Methylation-dependent regulation of HIF-1 alpha stability restricts retinal and tumour angiogenesis

Abstract

Hypoxia-inducible factor-1 alpha (HIF-1 alpha) mediates hypoxic responses and regulates gene expression involved in angiogenesis, invasion and metabolism. Among the various HIF-1 alpha posttranslational modifications, HIF-1 alpha methylation and its physiological role have not yet been elucidated. Here we show that HIF-1 alpha is methylated by SET7/9 methyltransferase, and that lysine-specific demethylase 1 reverses its methylation. The functional consequence of HIF-1 alpha methylation is the modulation of HIF-1 alpha stability primarily in the nucleus, independent of its proline hydroxylation, during long-term hypoxic and normoxic conditions.

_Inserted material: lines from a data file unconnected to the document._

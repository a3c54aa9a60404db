use clap::Parser;
use fedkern_core::logging;

mod cli;

use crate::cli::Cli;

fn main() {
    let cli = Cli::parse();

    // Logs never go to stdout; it carries the report.
    if cli.verbose {
        logging::init_logging_stderr(true);
    } else if let Err(err) = logging::init_logging() {
        logging::init_logging_stderr(false);
        tracing::warn!("log file unavailable, logging to stderr: {:#}", err);
    }

    if let Err(err) = cli.run() {
        eprintln!("fedkern error: {:#}", err);
        std::process::exit(1);
    }
}
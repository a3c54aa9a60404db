//! Parsing of Koji directory-listing pages.
//!
//! Listings are Apache-style index pages. Only two things are read from them:
//! version strings out of href attributes on the top-level page, and the text
//! of the last anchor on a per-version page.

use regex::Regex;
use std::sync::OnceLock;

fn version_href_re() -> &'static Regex {
    static RE: OnceLock<Regex> = OnceLock::new();
    RE.get_or_init(|| Regex::new(r#"href="(\d.\d+.\d+)"#).expect("valid regex"))
}

fn anchor_re() -> &'static Regex {
    static RE: OnceLock<Regex> = OnceLock::new();
    RE.get_or_init(|| Regex::new(r"(?is)<a\b([^>]*)>(.*?)</a\s*>").expect("valid regex"))
}

fn quoted_value_re() -> &'static Regex {
    static RE: OnceLock<Regex> = OnceLock::new();
    RE.get_or_init(|| Regex::new(r#""[^"]*"|'[^']*'"#).expect("valid regex"))
}

fn href_attr_re() -> &'static Regex {
    static RE: OnceLock<Regex> = OnceLock::new();
    RE.get_or_init(|| Regex::new(r"(?i)(?:^|\s)href(?:\s*=|\s|$)").expect("valid regex"))
}

/// True if the tag's attribute text names an `href` attribute.
/// Quoted values are blanked first so words inside them don't count.
fn has_href_attr(attrs: &str) -> bool {
    href_attr_re().is_match(&quoted_value_re().replace_all(attrs, "\"\""))
}

fn tag_re() -> &'static Regex {
    static RE: OnceLock<Regex> = OnceLock::new();
    RE.get_or_init(|| Regex::new(r"(?s)<[^>]*>").expect("valid regex"))
}

/// Every version string referenced by an href, in page order.
///
/// Duplicates are kept. The pattern's `.` is a wildcard, so a match is only
/// a candidate until it parses as a version.
pub fn extract_versions(html: &str) -> Vec<String> {
    version_href_re()
        .captures_iter(html)
        .map(|c| c[1].to_string())
        .collect()
}

/// Text content of every `<a>` element carrying an href attribute, in page order.
pub fn anchor_texts(html: &str) -> Vec<String> {
    anchor_re()
        .captures_iter(html)
        .filter(|c| has_href_attr(&c[1]))
        .map(|c| decode_entities(&tag_re().replace_all(&c[2], "")))
        .collect()
}

/// Text of the last href anchor with its final character removed
/// (listings end directory names with `/`). `None` if the page has no anchors.
pub fn release_descriptor(html: &str) -> Option<String> {
    let mut text = anchor_texts(html).pop()?;
    text.pop();
    Some(text)
}

/// Decodes the character references that appear in index pages.
/// Unknown references are left as written.
fn decode_entities(s: &str) -> String {
    if !s.contains('&') {
        return s.to_string();
    }
    let mut out = String::with_capacity(s.len());
    let mut rest = s;
    while let Some(amp) = rest.find('&') {
        out.push_str(&rest[..amp]);
        rest = &rest[amp..];
        let decoded = rest
            .find(';')
            .filter(|&end| end <= 10)
            .and_then(|end| decode_entity(&rest[1..end]).map(|c| (c, end)));
        match decoded {
            Some((c, end)) => {
                out.push(c);
                rest = &rest[end + 1..];
            }
            None => {
                out.push('&');
                rest = &rest[1..];
            }
        }
    }
    out.push_str(rest);
    out
}

fn decode_entity(name: &str) -> Option<char> {
    match name {
        "amp" => Some('&'),
        "lt" => Some('<'),
        "gt" => Some('>'),
        "quot" => Some('"'),
        "apos" => Some('\''),
        "nbsp" => Some('\u{a0}'),
        _ => {
            let num = name.strip_prefix('#')?;
            let code = match num.strip_prefix(['x', 'X']) {
                Some(hex) => u32::from_str_radix(hex, 16).ok()?,
                None => num.parse().ok()?,
            };
            char::from_u32(code)
        }
    }
}
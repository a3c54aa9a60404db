//! `fedkern versions` – print the sorted version list.

use anyhow::{Context, Result};
use fedkern_core::fetch::Fetcher;
use fedkern_core::report::Pipeline;
use std::io::Write;

pub fn run_versions<F: Fetcher, W: Write>(pipeline: &Pipeline<F>, out: &mut W) -> Result<()> {
    for v in pipeline.list_versions()? {
        writeln!(out, "{}", v).context("writing output")?;
    }
    Ok(())
}
//! Kernel version ordering.

use crate::error::{Error, Result};
use std::cmp::Ordering;
use std::fmt;

/// A kernel version as matched from the index, with its parsed precedence key.
///
/// `raw` is kept verbatim because it becomes a path and URL segment.
/// Equality and ordering use the numeric key only, so `6.05.3` equals `6.5.3`.
#[derive(Debug, Clone)]
pub struct KernelVersion {
    raw: String,
    key: semver::Version,
}

impl KernelVersion {
    /// Accepts three dot-separated runs of ASCII digits. Leading zeros are
    /// allowed and ignored for ordering.
    pub fn parse(raw: &str) -> Result<Self> {
        let invalid = || Error::InvalidVersion {
            raw: raw.to_string(),
        };
        let mut parts = raw.split('.').map(|p| {
            if p.is_empty() || !p.bytes().all(|b| b.is_ascii_digit()) {
                return None;
            }
            p.parse::<u64>().ok()
        });
        let (major, minor, patch) = match (parts.next(), parts.next(), parts.next(), parts.next()) {
            (Some(Some(major)), Some(Some(minor)), Some(Some(patch)), None) => (major, minor, patch),
            _ => return Err(invalid()),
        };
        let key = semver::Version::new(major, minor, patch);
        Ok(Self {
            raw: raw.to_string(),
            key,
        })
    }

    pub fn as_str(&self) -> &str {
        &self.raw
    }
}

impl fmt::Display for KernelVersion {
    fn fmt(&self, f: &mut fmt::Formatter<'_>) -> fmt::Result {
        f.write_str(&self.raw)
    }
}

impl PartialEq for KernelVersion {
    fn eq(&self, other: &Self) -> bool {
        self.key == other.key
    }
}

impl Eq for KernelVersion {}

impl Ord for KernelVersion {
    fn cmp(&self, other: &Self) -> Ordering {
        self.key.cmp(&other.key)
    }
}

impl PartialOrd for KernelVersion {
    fn partial_cmp(&self, other: &Self) -> Option<Ordering> {
        Some(self.cmp(other))
    }
}

/// Parses and sorts ascending by version precedence. Stable; duplicates kept.
pub fn sort_versions<I, S>(raws: I) -> Result<Vec<KernelVersion>>
where
    I: IntoIterator<Item = S>,
    S: AsRef<str>,
{
    let mut versions = raws
        .into_iter()
        .map(|r| KernelVersion::parse(r.as_ref()))
        .collect::<Result<Vec<_>>>()?;
    versions.sort();
    Ok(versions)
}
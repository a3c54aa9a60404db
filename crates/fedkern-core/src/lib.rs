pub mod config;
pub mod logging;

pub mod cache;
pub mod error;
pub mod fetch;
pub mod listing;
pub mod report;
pub mod version;

pub use error::{Error, Result};
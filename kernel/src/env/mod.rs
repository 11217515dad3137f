//! Environments
//!
//! An environment is the kernel's unit of isolated execution. This module
//! holds the environment table and everything that moves environments
//! through their lifecycle:
//!
//! - [`id`]: identifier layout (slot index plus generation)
//! - [`table`]: the fixed table, its free list and lookup
//! - [`lifecycle`]: allocation, destruction, freeing, image loading
//! - [`dispatch`]: making an environment current and entering it
//!
//! [`EnvManager`] wraps a table in a lock together with the [`Machine`]
//! used to leave the core, and is what the rest of the kernel talks to
//! through the global [`ENV_MANAGER`].

pub mod dispatch;
pub mod id;
pub mod lifecycle;
pub mod status;
pub mod table;
pub mod trapframe;

pub use dispatch::{Dispatch, Machine, X86Machine};
pub use id::EnvId;
pub use lifecycle::Destroyed;
pub use status::EnvStatus;
pub use table::{Env, EnvTable, EnvType};
pub use trapframe::{env_pop_tf, PushRegs, Segments, TrapFrame};

use log::error;
use spin::{Mutex, Once};

use crate::config::{NENV, UTOP};
use crate::error::KernelError;
use crate::loader::{AddressSpace, FlatMemory, SymbolResolver};
use crate::symbols::KERNEL_SYMBOLS;

/// The environment table and the way out of the core
pub struct EnvManager<const N: usize = NENV> {
    table: Mutex<EnvTable<N>>,
    machine: Once<&'static dyn Machine>,
}

impl<const N: usize> EnvManager<N> {
    pub const fn new() -> Self {
        Self {
            table: Mutex::new(EnvTable::new()),
            machine: Once::new(),
        }
    }

    /// Reset the table and register the machine. Only the first machine
    /// registered is kept.
    pub fn init(&self, machine: &'static dyn Machine) {
        self.table.lock().init();
        self.machine.call_once(|| machine);
    }

    /// The locked table, for the scheduler and diagnostics.
    pub fn table(&self) -> &Mutex<EnvTable<N>> {
        &self.table
    }

    fn machine(&self) -> &'static dyn Machine {
        match self.machine.get() {
            Some(machine) => *machine,
            None => panic!("env: no machine registered"),
        }
    }

    /// Create an environment from `binary`, reporting failures.
    pub fn try_create(
        &self,
        binary: &[u8],
        env_type: EnvType,
        mem: &mut dyn AddressSpace,
        resolver: &dyn SymbolResolver,
    ) -> Result<EnvId, KernelError> {
        self.table.lock().create(binary, env_type, mem, resolver)
    }

    /// Boot-time creation. Failure is fatal.
    pub fn create_in(
        &self,
        binary: &[u8],
        env_type: EnvType,
        mem: &mut dyn AddressSpace,
        resolver: &dyn SymbolResolver,
    ) -> EnvId {
        if binary.is_empty() {
            panic!("env_create: empty binary");
        }
        match self.try_create(binary, env_type, mem, resolver) {
            Ok(id) => id,
            Err(KernelError::InvalidExe) => panic!("env_create: Can't load ELF image"),
            Err(err) => panic!("env_create: Can't allocate new environment: {}", err),
        }
    }

    /// Dispatch `target`. Never returns.
    ///
    /// Panics if `target` does not name a live environment.
    pub fn run(&self, target: EnvId) -> ! {
        let next = self.table.lock().prepare_run(target);
        let machine = self.machine();

        match next {
            Ok(Dispatch::Enter(tf)) => machine.enter(&tf),
            Ok(Dispatch::Yield) => machine.sched_yield(),
            Err(err) => {
                error!("env_run: {} is not runnable: {}", target, err);
                panic!("env_run: bad target {}", target);
            }
        }
    }

    /// Destroy `id`.
    ///
    /// Returns once the target is DYING. Destroying the current environment
    /// does not return: it is freed and the CPU goes back to the scheduler.
    pub fn destroy(&self, id: EnvId) -> Result<(), KernelError> {
        let outcome = self.table.lock().destroy(id)?;
        if outcome == Destroyed::FreedCurrent {
            self.machine().sched_yield();
        }
        Ok(())
    }

    /// Terminate the calling environment.
    pub fn exit_current(&self) -> ! {
        let current = self.table.lock().current();
        let Some(id) = current else {
            error!("env_exit: no current environment");
            panic!("env_exit: no current environment");
        };

        if let Err(err) = self.destroy(id) {
            panic!("env_exit: cannot destroy {}: {}", id, err);
        }
        unreachable!("env_exit: destroyed environment {} kept running", id);
    }

    /// Save `tf` into the calling environment and yield.
    pub fn yield_current(&self, tf: &TrapFrame) -> ! {
        {
            let mut table = self.table.lock();
            let Some(env) = table.current_env_mut() else {
                error!("env_yield: no current environment");
                panic!("env_yield: no current environment");
            };
            *env.trapframe_mut() = *tf;
        }
        self.machine().sched_yield()
    }
}

impl<const N: usize> Default for EnvManager<N> {
    fn default() -> Self {
        Self::new()
    }
}

/// Global environment manager
pub static ENV_MANAGER: EnvManager = EnvManager::new();

/// Seed the global table, register `machine` and load this CPU's segments.
pub fn init(machine: &'static dyn Machine) {
    ENV_MANAGER.init(machine);
    crate::gdt::init_percpu();
}

/// Load `binary` as a new environment in the flat address space below
/// `UTOP`. Panics on failure.
pub fn create(binary: &[u8], env_type: EnvType) -> EnvId {
    // SAFETY: before paging, everything below UTOP is identity mapped and
    // reserved for environments.
    let mut mem = unsafe { FlatMemory::new(UTOP) };
    let symbols = KERNEL_SYMBOLS.read();
    ENV_MANAGER.create_in(binary, env_type, &mut mem, &*symbols)
}

pub fn run(target: EnvId) -> ! {
    ENV_MANAGER.run(target)
}

pub fn destroy(id: EnvId) -> Result<(), KernelError> {
    ENV_MANAGER.destroy(id)
}

pub fn exit_current() -> ! {
    ENV_MANAGER.exit_current()
}

pub fn yield_current(tf: &TrapFrame) -> ! {
    ENV_MANAGER.yield_current(tf)
}
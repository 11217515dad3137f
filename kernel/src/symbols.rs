//! Kernel symbol table
//!
//! Maps kernel function names to addresses and back. The loader uses the
//! name direction to bind environment function pointers; the address
//! direction turns raw instruction pointers into readable locations.

use alloc::string::{String, ToString};
use alloc::vec::Vec;

use hashbrown::HashMap;
use lazy_static::lazy_static;
use log::debug;
use spin::RwLock;

use crate::loader::elf::{ElfError, ElfFile, STT_FUNC};
use crate::loader::SymbolResolver;

/// Symbol
#[derive(Debug, Clone, PartialEq, Eq)]
pub struct Symbol {
    /// Name
    pub name: String,
    /// Address
    pub address: u64,
    /// Size
    pub size: u64,
}

impl Symbol {
    fn contains(&self, address: u64) -> bool {
        address >= self.address && address - self.address < self.size.max(1)
    }
}

/// Symbol table
#[derive(Debug, Default)]
pub struct SymbolTable {
    /// Symbols sorted by address
    symbols: Vec<Symbol>,
    /// Name to address lookup
    by_name: HashMap<String, u64>,
}

impl SymbolTable {
    pub fn new() -> Self {
        Self::default()
    }

    /// Collect the function symbols of an ELF image.
    ///
    /// Symbols without an address or with a name that is not UTF-8 are
    /// left out.
    pub fn from_elf(binary: &[u8]) -> Result<Self, ElfError> {
        let elf = ElfFile::parse(binary)?;
        let mut table = Self::new();

        let Some(strings) = elf.symbol_names()? else {
            return Ok(table);
        };

        for section in elf.symbol_tables() {
            for symbol in elf.symbols(&section)? {
                if symbol.kind() != STT_FUNC || symbol.st_value == 0 {
                    continue;
                }
                let Some(name) = strings.get(symbol.st_name) else {
                    return Err(ElfError::InvalidSymbolName);
                };
                let Ok(name) = core::str::from_utf8(name) else {
                    continue;
                };
                table.add_symbol(Symbol {
                    name: name.to_string(),
                    address: symbol.st_value,
                    size: symbol.st_size,
                });
            }
        }

        debug!("symbols: loaded {} functions", table.count());
        Ok(table)
    }

    /// Add symbol. A later symbol with the same name replaces the earlier
    /// one in name lookups.
    pub fn add_symbol(&mut self, symbol: Symbol) {
        self.by_name.insert(symbol.name.clone(), symbol.address);

        let idx = self.symbols.partition_point(|s| s.address <= symbol.address);
        self.symbols.insert(idx, symbol);
    }

    /// Symbol containing `address`, with the offset into it.
    pub fn find(&self, address: u64) -> Option<(&Symbol, u64)> {
        let idx = self.symbols.partition_point(|s| s.address <= address);
        let symbol = self.symbols[..idx].last()?;
        symbol
            .contains(address)
            .then(|| (symbol, address - symbol.address))
    }

    /// Address of the function called `name`.
    pub fn find_function(&self, name: &str) -> Option<u64> {
        self.by_name.get(name).copied()
    }

    /// Symbol count
    pub fn count(&self) -> usize {
        self.symbols.len()
    }

    pub fn is_empty(&self) -> bool {
        self.symbols.is_empty()
    }
}

impl SymbolResolver for SymbolTable {
    fn find_function(&self, name: &str) -> Option<u64> {
        SymbolTable::find_function(self, name)
    }
}

lazy_static! {
    /// Symbols of the running kernel, filled in at boot.
    pub static ref KERNEL_SYMBOLS: RwLock<SymbolTable> = RwLock::new(SymbolTable::new());
}

/// Replace the kernel symbols with the functions found in `kernel_image`.
pub fn load_kernel_symbols(kernel_image: &[u8]) -> Result<usize, ElfError> {
    let table = SymbolTable::from_elf(kernel_image)?;
    let count = table.count();
    *KERNEL_SYMBOLS.write() = table;
    Ok(count)
}
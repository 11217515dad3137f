//! Global Descriptor Table setup.
//!
//! Segmentation is mostly disabled in long mode, but the privilege level of
//! an environment is still decided by the selectors in its trap frame. The
//! environment core only references the selectors published here; the
//! table itself is built once and loaded per CPU by [`init_percpu`].

use lazy_static::lazy_static;
use x86_64::registers::segmentation::SegmentSelector;
use x86_64::structures::gdt::{Descriptor, GlobalDescriptorTable};
use x86_64::structures::tss::TaskStateSegment;
use x86_64::{PrivilegeLevel, VirtAddr};

/// Kernel code segment (0x08).
pub const GD_KT: SegmentSelector = SegmentSelector::new(1, PrivilegeLevel::Ring0);

/// Kernel data segment (0x10).
pub const GD_KD: SegmentSelector = SegmentSelector::new(2, PrivilegeLevel::Ring0);

/// User data segment (0x18 | RPL 3 = 0x1B).
pub const GD_UD: SegmentSelector = SegmentSelector::new(3, PrivilegeLevel::Ring3);

/// User code segment (0x20 | RPL 3 = 0x23).
pub const GD_UT: SegmentSelector = SegmentSelector::new(4, PrivilegeLevel::Ring3);

/// IST index used by the double fault handler.
pub const DOUBLE_FAULT_IST_INDEX: u16 = 0;

/// Stack size for the double fault handler.
const DOUBLE_FAULT_STACK_SIZE: usize = 4096 * 5;

lazy_static! {
    static ref TSS: TaskStateSegment = {
        let mut tss = TaskStateSegment::new();

        tss.interrupt_stack_table[DOUBLE_FAULT_IST_INDEX as usize] = {
            static mut STACK: [u8; DOUBLE_FAULT_STACK_SIZE] = [0; DOUBLE_FAULT_STACK_SIZE];

            let stack_start = VirtAddr::from_ptr(unsafe { &raw const STACK });
            // Stacks grow down
            stack_start + DOUBLE_FAULT_STACK_SIZE as u64
        };

        tss
    };
}

lazy_static! {
    static ref GDT: (GlobalDescriptorTable, Selectors) = {
        let mut gdt = GlobalDescriptorTable::new();

        // Order matters: the appended indices must match the GD_* constants.
        let kernel_code = gdt.append(Descriptor::kernel_code_segment());
        let kernel_data = gdt.append(Descriptor::kernel_data_segment());
        let user_data = gdt.append(Descriptor::user_data_segment());
        let user_code = gdt.append(Descriptor::user_code_segment());
        let tss = gdt.append(Descriptor::tss_segment(&TSS));

        (gdt, Selectors {
            kernel_code,
            kernel_data,
            user_data,
            user_code,
            tss,
        })
    };
}

/// Selectors handed out by the GDT while it was being built.
struct Selectors {
    kernel_code: SegmentSelector,
    kernel_data: SegmentSelector,
    user_data: SegmentSelector,
    user_code: SegmentSelector,
    tss: SegmentSelector,
}

/// Load the GDT and segment registers on the calling CPU.
///
/// The kernel never uses FS or GS, so those stay on the user data segment.
/// The LDT is cleared since nothing uses it.
pub fn init_percpu() {
    use x86_64::instructions::segmentation::{Segment, CS, DS, ES, FS, GS, SS};
    use x86_64::instructions::tables::load_tss;

    debug_assert!(selectors_match());

    GDT.0.load();

    unsafe {
        CS::set_reg(GDT.1.kernel_code);
        DS::set_reg(GDT.1.kernel_data);
        ES::set_reg(GDT.1.kernel_data);
        SS::set_reg(GDT.1.kernel_data);
        FS::set_reg(GDT.1.user_data);
        GS::set_reg(GDT.1.user_data);

        core::arch::asm!("lldt {0:x}", in(reg) 0u16, options(nostack, preserves_flags));

        load_tss(GDT.1.tss);
    }
}

/// Whether the built table agrees with the published constants.
fn selectors_match() -> bool {
    let s = &GDT.1;
    s.kernel_code.index() == GD_KT.index()
        && s.kernel_data.index() == GD_KD.index()
        && s.user_data.index() == GD_UD.index()
        && s.user_code.index() == GD_UT.index()
}

#[cfg(test)]
mod tests {
    use super::*;

    #[test]
    fn test_selector_values() {
        assert_eq!(GD_KT.0, 0x08);
        assert_eq!(GD_KD.0, 0x10);
        assert_eq!(GD_UD.0, 0x1B);
        assert_eq!(GD_UT.0, 0x23);
    }

    #[test]
    fn test_table_layout_matches_constants() {
        assert!(selectors_match());
        assert_eq!(GDT.1.tss.index(), 5);
    }
}
/// ELF loading errors
///
/// Each variant names the check that failed. All of them are reported to
/// callers as [`crate::error::KernelError::InvalidExe`].
#[derive(Debug, Clone, Copy, PartialEq, Eq)]
pub enum ElfError {
    /// Binary too small to contain ELF header
    TooSmall,
    /// Invalid ELF magic number
    InvalidMagic,
    /// Invalid ELF class (not 64-bit)
    InvalidClass,
    /// Invalid data encoding (not little endian)
    InvalidEncoding,
    /// Invalid ELF version
    InvalidVersion,
    /// Not an executable
    InvalidType,
    /// Invalid machine type (not x86_64)
    InvalidMachine,
    /// Declared header size smaller than the header
    InvalidEhsize,
    /// Unexpected section header entry size
    InvalidShentsize,
    /// Unexpected program header entry size
    InvalidPhentsize,
    /// Section name table index past the section count
    InvalidShstrndx,
    /// Section header table extends beyond file
    SectionTableOutOfBounds,
    /// Program header table extends beyond file
    ProgramTableOutOfBounds,
    /// Section name table is not a string table
    NotStringTable,
    /// String table extends beyond file
    StringTableOutOfBounds,
    /// String table has no bytes
    StringTableEmpty,
    /// String table does not end with NUL
    StringTableNotTerminated,
    /// Section name offset past the section name table
    InvalidSectionName,
    /// Segment contents extend beyond file
    SegmentOutOfBounds,
    /// Segment reaches past the address ceiling
    SegmentAboveLimit,
    /// No loadable segments, or an empty or out of range span
    InvalidMappings,
    /// Entry point outside the loaded span
    EntryOutsideImage,
    /// Symbol table extends beyond file
    SymbolTableOutOfBounds,
    /// Unexpected symbol entry size
    InvalidSymbolSize,
    /// Symbol name offset past the string table
    InvalidSymbolName,
    /// Symbol value outside the loaded span
    SymbolOutsideImage,
}

impl fmt::Display for ElfError {
    fn fmt(&self, f: &mut fmt::Formatter<'_>) -> fmt::Result {
        let reason = match self {
            Self::TooSmall => "file is too small",
            Self::InvalidMagic => "bad magic",
            Self::InvalidClass => "not a 64-bit image",
            Self::InvalidEncoding => "not little endian",
            Self::InvalidVersion => "unknown ELF version",
            Self::InvalidType => "not an executable",
            Self::InvalidMachine => "not an x86_64 image",
            Self::InvalidEhsize => "ELF header is too small",
            Self::InvalidShentsize => "unexpected section header size",
            Self::InvalidPhentsize => "unexpected program header size",
            Self::InvalidShstrndx => "string section index overflows section count",
            Self::SectionTableOutOfBounds => "section table exceeds file contents",
            Self::ProgramTableOutOfBounds => "program header table exceeds file contents",
            Self::NotStringTable => "string section has wrong type",
            Self::StringTableOutOfBounds => "string table exceeds file contents",
            Self::StringTableEmpty => "string table is empty",
            Self::StringTableNotTerminated => "string table is not NUL-terminated",
            Self::InvalidSectionName => "section name exceeds string table",
            Self::SegmentOutOfBounds => "segment contents exceed file size",
            Self::SegmentAboveLimit => "segment exceeds user memory",
            Self::InvalidMappings => "invalid memory mappings",
            Self::EntryOutsideImage => "entry point is outside program data",
            Self::SymbolTableOutOfBounds => "symbol table exceeds file contents",
            Self::InvalidSymbolSize => "unexpected symbol size",
            Self::InvalidSymbolName => "symbol name exceeds string table",
            Self::SymbolOutsideImage => "symbol value points outside program image",
        };
        f.write_str(reason)
    }
}

/// NUL-terminated string table inside an image.
#[derive(Debug, Clone, Copy)]
pub struct StringTable<'a> {
    bytes: &'a [u8],
}

impl<'a> StringTable<'a> {
    /// Validate the byte range of `section` and wrap it.
    ///
    /// The range must lie within `binary`, be non-empty and end in NUL.
    pub fn from_section(binary: &'a [u8], section: &Elf64SectionHeader) -> Result<Self, ElfError> {
        let range = range_within(section.sh_offset, section.sh_size, binary.len())
            .ok_or(ElfError::StringTableOutOfBounds)?;
        let bytes = &binary[range];

        match bytes.last() {
            None => Err(ElfError::StringTableEmpty),
            Some(0) => Ok(Self { bytes }),
            Some(_) => Err(ElfError::StringTableNotTerminated),
        }
    }

    pub fn len(&self) -> usize {
        self.bytes.len()
    }

    pub fn is_empty(&self) -> bool {
        self.bytes.is_empty()
    }

    /// String starting at `offset`, without its terminator.
    pub fn get(&self, offset: u32) -> Option<&'a [u8]> {
        let rest = self.bytes.get(offset as usize..)?;
        let len = rest.iter().position(|&b| b == 0)?;
        Some(&rest[..len])
    }
}

/// A validated ELF64 image.
#[derive(Debug, Clone, Copy)]
pub struct ElfFile<'a> {
    binary: &'a [u8],
    header: Elf64Header,
    shstrtab: StringTable<'a>,
}
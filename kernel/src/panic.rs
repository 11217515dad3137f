//! Panic handler for the kernel.
//!
//! Fatal failures of the environment core (no current environment where one
//! is required, boot-time load failure, a dispatch that came back) end up
//! here: print the diagnostic to the serial console and halt.

use crate::serial_println;
use core::panic::PanicInfo;

#[panic_handler]
fn panic(info: &PanicInfo) -> ! {
    serial_println!();
    serial_println!("========================================");
    serial_println!("KERNEL PANIC");
    serial_println!("========================================");

    if let Some(location) = info.location() {
        serial_println!(
            "Location: {}:{}:{}",
            location.file(),
            location.line(),
            location.column()
        );
    }

    serial_println!("Message: {}", info.message());

    serial_println!();
    serial_println!("System halted.");
    serial_println!("========================================");

    hlt_loop()
}

/// Halt the CPU forever.
pub fn hlt_loop() -> ! {
    loop {
        x86_64::instructions::hlt();
    }
}
//! Kernel configuration constants.
//!
//! This module contains compile-time configuration for the environment
//! core. Values here affect the environment table geometry, identifier
//! layout and the flat memory layout environments are loaded into.

/// Page size (4 KB).
pub const PAGE_SIZE: usize = 4096;

/// log2 of the environment table capacity.
pub const LOG2NENV: u32 = 10;

/// Number of environment slots.
pub const NENV: usize = 1 << LOG2NENV;

/// Bit position where the generation part of an environment ID starts.
///
/// Must be at least `LOG2NENV`.
pub const ENVGENSHIFT: u32 = 12;

/// Top of the stack handed to the first environment.
///
/// Every later allocation gets the range right below the previous one.
pub const USTACKTOP: u64 = 0x0200_0000;

/// Stack size per environment (two pages).
pub const USTACKSIZE: u64 = 2 * PAGE_SIZE as u64;

/// Upper address bound for loaded images. No environment segment may reach it.
pub const UTOP: u64 = 0x0000_0080_0000_0000;

const _: () = assert!(ENVGENSHIFT >= LOG2NENV);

Knock-in mice bearing a methylation-defective Hif1a(KA/KA) allele exhibit enhanced retinal angiogenesis and tumour vascularization via HIF-1 alpha stabilization. Importantly, S28Y and R30Q mutations of HIF-1 alpha, found in human cancers, are involved in the altered HIF-1 alpha stability. Together, these results demonstrate a role for HIF-1 alpha methylation in regulating protein stability, thereby modulating biological output including retinal and tumour angiogenesis, with therapeutic implications in human cancer.